03 Sonya's BNB 2.jpg

The more Sonya developed and beautified her private world, the more people desperately wanted to stay.  Friends who frequented her home stayed long because of its relaxing ambiance.  It became a silent sanctuary, away from the hustle and bustle of city life. One day, one of her friends playfully suggested she build a new structure for guests to spend the night in, since the number of visitors who had no intention of leaving was rapidly growing. Sonya thought it was a good idea and had a cottage built for her friends to call their second home. Soon, one cottage became two. Today, there are now 17 cottages within Sonya's Country Bed and Breakfast, all named after her favorite herbs. Decorated with a hint of Italian, Balinese and Filipino design, the Country Bed and Breakfast truly captures Sonya's personal taste. One of the most unique features of the rooms is the batalan, an outdoor-style bathroom that has loose pebbles for its flooring.  It is placed indoors, giving the guests a unique feeling of being out in nature while in the privacy of their own rooms.
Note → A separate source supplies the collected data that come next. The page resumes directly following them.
use std::path::PathBuf;
use std::sync::Arc;

use bytes::Bytes;
use serde::{Deserialize, Serialize};

use crate::time::TimeStamp;

/// Decoded image payload with zero-copy semantics
#[derive(Clone)]
pub struct Image {
    /// Immutable pixel data - can be shared across threads without copying
    pub data: Bytes,
    pub width: u32,
    pub height: u32,
    pub stride: u32,
    pub format: PixelFormat,
}

impl Image {
    pub fn new(data: Bytes, width: u32, height: u32, format: PixelFormat) -> Self {
        Self {
            data,
            width,
            height,
            stride: width * format.bytes_per_pixel(),
            format,
        }
    }
}

impl std::fmt::Debug for Image {
    fn fmt(&self, f: &mut std::fmt::Formatter<'_>) -> std::fmt::Result {
        f.debug_struct("Image")
            .field("width", &self.width)
            .field("height", &self.height)
            .field("format", &self.format)
            .field("bytes", &self.data.len())
            .finish()
    }
}

/// Pixel formats we produce
#[derive(Debug, Clone, Copy, PartialEq, Eq, Serialize, Deserialize)]
pub enum PixelFormat {
    Luma8,
    Rgb24,
    Rgba32,
}

impl PixelFormat {
    pub fn bytes_per_pixel(self) -> u32 {
        match self {
            PixelFormat::Luma8 => 1,
            PixelFormat::Rgb24 => 3,
            PixelFormat::Rgba32 => 4,
        }
    }
}

/// Where a frame sits in its video and which asset it came from.
#[derive(Debug, Clone, Default, PartialEq, Serialize, Deserialize)]
pub struct VideoMetaData {
    pub time_stamp: TimeStamp,
    pub image_name: PathBuf,
}

impl VideoMetaData {
    pub fn new(time_stamp: TimeStamp, image_name: impl Into<PathBuf>) -> Self {
        Self {
            time_stamp,
            image_name: image_name.into(),
        }
    }
}

/// A decoded frame as handed to requestors.
///
/// The image is shared rather than copied when one decode is fanned out to
/// several consumers.
#[derive(Debug, Clone)]
pub struct VideoFrame {
    pub image: Arc<Image>,
    pub meta_data: VideoMetaData,
}

impl VideoFrame {
    pub fn new(image: Image, meta_data: VideoMetaData) -> Self {
        Self {
            image: Arc::new(image),
            meta_data,
        }
    }

    /// Time of the frame, if its stamp carries one.
    pub fn time(&self) -> Option<crate::time::Time> {
        self.meta_data.time_stamp.time
    }
}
For bed and breakfast guests, Sonya provides “Art of Doing Nothing” lessons for free. It has almost everything, from basic gardening, compost making, plant propagation, and making natural pesticide to flower arrangement, wreath making, walking, and trekking. Other activities are also available, depending on the schedule and season, like firefly watching (during mating season), cooking lessons using herbs (to be scheduled upon reservation), and yoga lessons, courtesy of Sonya herself.  Given this wide array of things to choose from, you have the option of enjoying the quiet and relaxing atmosphere or turning your stay into an enlightening experience.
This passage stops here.